Work instructions:
Where the word "contents" shows up in the entries below, please copy the whole line.

Start of Given data

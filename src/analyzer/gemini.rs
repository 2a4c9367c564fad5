//! Wire types and HTTP transport for the Gemini `generateContent` endpoint.

use super::error::AttemptError;
use super::ModelTransport;
use crate::config::GenerationSettings;
use async_trait::async_trait;
use reqwest::Client;
use serde::{Deserialize, Serialize};
use std::time::Duration;

#[derive(Debug, Clone, Serialize, Deserialize)]
pub struct Part {
    pub text: String,
}

#[derive(Debug, Clone, Serialize, Deserialize)]
pub struct Content {
    pub parts: Vec<Part>,
}

#[derive(Debug, Clone, Serialize, Deserialize)]
#[serde(rename_all = "camelCase")]
pub struct GenerationConfig {
    pub temperature: f32,
    pub max_output_tokens: u32,
    pub top_p: f32,
    pub top_k: u32,
}

impl From<&GenerationSettings> for GenerationConfig {
    fn from(settings: &GenerationSettings) -> Self {
        Self {
            temperature: settings.temperature,
            max_output_tokens: settings.max_output_tokens,
            top_p: settings.top_p,
            top_k: settings.top_k,
        }
    }
}

/// Request body for `generateContent`
#[derive(Debug, Clone, Serialize, Deserialize)]
#[serde(rename_all = "camelCase")]
pub struct GenerateContentRequest {
    pub contents: Vec<Content>,
    pub generation_config: GenerationConfig,
}

impl GenerateContentRequest {
    /// A single-turn request carrying `prompt`
    pub fn new(prompt: impl Into<String>, generation_config: GenerationConfig) -> Self {
        Self {
            contents: vec![Content {
                parts: vec![Part { text: prompt.into() }],
            }],
            generation_config,
        }
    }
}

#[derive(Debug, Clone, Deserialize)]
struct GenerateContentResponse {
    #[serde(default)]
    candidates: Vec<Candidate>,
}

#[derive(Debug, Clone, Deserialize)]
struct Candidate {
    content: Option<Content>,
}

/// Pull `candidates[0].content.parts[0].text` out of a response body
pub fn extract_text(body: &str) -> Result<String, AttemptError> {
    let response: GenerateContentResponse = serde_json::from_str(body)
        .map_err(|e| AttemptError::MalformedPayload(format!("invalid response JSON: {}", e)))?;

    let text = response
        .candidates
        .into_iter()
        .next()
        .and_then(|c| c.content)
        .and_then(|c| c.parts.into_iter().next())
        .map(|p| p.text)
        .ok_or_else(|| AttemptError::MalformedPayload("no candidates[0].content.parts[0].text".to_string()))?;

    if text.trim().is_empty() {
        return Err(AttemptError::EmptyResponse);
    }
    Ok(text)
}

/// Header carrying the API key, so it never appears in a URL
pub const API_KEY_HEADER: &str = "x-goog-api-key";

/// Sends requests to `{base_url}/models/{model}:generateContent`
pub struct GeminiTransport {
    client: Client,
    base_url: String,
    api_key: String,
    timeout: Duration,
}

impl GeminiTransport {
    pub fn new(base_url: &str, api_key: &str, timeout: Duration) -> Self {
        Self {
            client: Client::new(),
            base_url: base_url.trim_end_matches('/').to_string(),
            api_key: api_key.to_string(),
            timeout,
        }
    }

    fn endpoint(&self, model: &str) -> String {
        format!("{}/models/{}:generateContent", self.base_url, model)
    }
}

#[async_trait]
impl ModelTransport for GeminiTransport {
    async fn generate(&self, model: &str, request: &GenerateContentRequest) -> Result<String, AttemptError> {
        ::log::debug!("Gemini generate_content: model={}", model);

        let response = self
            .client
            .post(self.endpoint(model))
            .header(API_KEY_HEADER, &self.api_key)
            .timeout(self.timeout)
            .json(request)
            .send()
            .await?;

        let status = response.status();
        let body = response.text().await?;

        if !status.is_success() {
            return Err(AttemptError::Http {
                status: status.as_u16(),
                body,
            });
        }

        extract_text(&body)
    }
}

End of Given data

Exercise response:
    pub contents: Vec<Content>,
            contents: vec![Content {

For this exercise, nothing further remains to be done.